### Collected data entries
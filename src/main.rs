use anyhow::{bail, Context, Result};
use bookrec::config::OutputFormat;
use bookrec::{init_tracing, recommend_from_files, Config, PipelineResult};
use clap::{Parser, ValueEnum};
use std::io::Write;
use std::path::PathBuf;
use tracing::info;

#[derive(Parser, Debug)]
#[command(author, version, about, long_about = None)]
struct Args {
    #[arg(help = "Rating CSV files with ID, Name and Rating columns")]
    inputs: Vec<PathBuf>,

    #[arg(short, long, default_value = "config/default.toml")]
    config: String,

    #[arg(long)]
    nbook_ratings: Option<usize>,

    #[arg(long)]
    nuser_ratings: Option<usize>,

    #[arg(short, long, help = "Number of singular components kept")]
    rank: Option<usize>,

    #[arg(short = 'k', long, help = "Recommendations per user")]
    top_k: Option<usize>,

    #[arg(short, long)]
    output: Option<PathBuf>,

    #[arg(short, long, value_enum)]
    format: Option<Format>,

    #[arg(
        short,
        long,
        help = "Print one user's ratings and recommendations instead of the table"
    )]
    user: Option<usize>,

    #[arg(short, long, default_value = "info")]
    log_level: String,
}

#[derive(Debug, Clone, Copy, ValueEnum)]
enum Format {
    Csv,
    Json,
}

impl From<Format> for OutputFormat {
    fn from(format: Format) -> Self {
        match format {
            Format::Csv => OutputFormat::Csv,
            Format::Json => OutputFormat::Json,
        }
    }
}

fn load_config(args: &Args) -> Result<Config> {
    let mut config = if std::path::Path::new(&args.config).exists() {
        Config::from_file(&args.config)
            .with_context(|| format!("Failed to load config from {}", args.config))?
    } else {
        info!("Config file not found, using default configuration");
        Config::default()
    };

    if !args.inputs.is_empty() {
        config.ingestion.inputs = args.inputs.clone();
    }
    if let Some(n) = args.nbook_ratings {
        config.pipeline.nbook_ratings = n;
    }
    if let Some(n) = args.nuser_ratings {
        config.pipeline.nuser_ratings = n;
    }
    if let Some(rank) = args.rank {
        config.pipeline.rank = rank;
    }
    if let Some(k) = args.top_k {
        config.pipeline.top_k = k;
    }
    if let Some(ref output) = args.output {
        config.output.path = Some(output.clone());
    }
    if let Some(format) = args.format {
        config.output.format = format.into();
    }

    Ok(config)
}

fn write_user(result: &PipelineResult, user_index: usize, mut out: impl Write) -> Result<()> {
    let row = result.recommendations_for_user(user_index)?;
    writeln!(out, "User {} (index {})", row.user_id, row.user_index)?;

    writeln!(out, "Rated:")?;
    for entry in result.ratings_for_user(user_index)? {
        writeln!(out, "  {}\t{}", entry.book, entry.rating)?;
    }

    writeln!(out, "Recommended:")?;
    for slot in &row.slots {
        writeln!(out, "  {}\t{}", slot.book(), slot.rating())?;
    }
    out.flush()?;
    Ok(())
}

fn main() -> Result<()> {
    let args = Args::parse();

    std::env::set_var("RUST_LOG", &args.log_level);
    init_tracing();

    let config = load_config(&args)?;
    if config.ingestion.inputs.is_empty() {
        bail!("No input files given (pass them as arguments or set ingestion.inputs)");
    }
    info!("Pipeline configuration: {:?}", config.pipeline);

    let result = recommend_from_files(&config.ingestion.inputs, &config.pipeline)?;
    info!("Run summary: {}", serde_json::to_string(&result.summary)?);

    let mut out: Box<dyn Write> = match &config.output.path {
        Some(path) => Box::new(std::io::BufWriter::new(
            std::fs::File::create(path)
                .with_context(|| format!("Failed to create {}", path.display()))?,
        )),
        None => Box::new(std::io::stdout().lock()),
    };

    if let Some(user_index) = args.user {
        return write_user(&result, user_index, &mut out);
    }

    match config.output.format {
        OutputFormat::Csv => result.recommendations.write_csv(&mut out)?,
        OutputFormat::Json => result.recommendations.write_json(&mut out)?,
    }
    // BufWriter drops flush errors, so flush explicitly
    out.flush()?;

    info!(
        "Wrote recommendations for {} users",
        result.recommendations.len()
    );
    Ok(())
}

### Aim of the exercise
From the records above, reproduce exactly the lines from the one with "#[command(author, version, about, long_about" to the one with "fn load_config(args: &Args)", both included, and no others.

### Solution to the problem
#[command(author, version, about, long_about = None)]
struct Args {
    #[arg(help = "Rating CSV files with ID, Name and Rating columns")]
    inputs: Vec<PathBuf>,

    #[arg(short, long, default_value = "config/default.toml")]
    config: String,

    #[arg(long)]
    nbook_ratings: Option<usize>,

    #[arg(long)]
    nuser_ratings: Option<usize>,

    #[arg(short, long, help = "Number of singular components kept")]
    rank: Option<usize>,

    #[arg(short = 'k', long, help = "Recommendations per user")]
    top_k: Option<usize>,

    #[arg(short, long)]
    output: Option<PathBuf>,

    #[arg(short, long, value_enum)]
    format: Option<Format>,

    #[arg(
        short,
        long,
        help = "Print one user's ratings and recommendations instead of the table"
    )]
    user: Option<usize>,

    #[arg(short, long, default_value = "info")]
    log_level: String,
}

#[derive(Debug, Clone, Copy, ValueEnum)]
enum Format {
    Csv,
    Json,
}

impl From<Format> for OutputFormat {
    fn from(format: Format) -> Self {
        match format {
            Format::Csv => OutputFormat::Csv,
            Format::Json => OutputFormat::Json,
        }
    }
}

fn load_config(args: &Args) -> Result<Config> {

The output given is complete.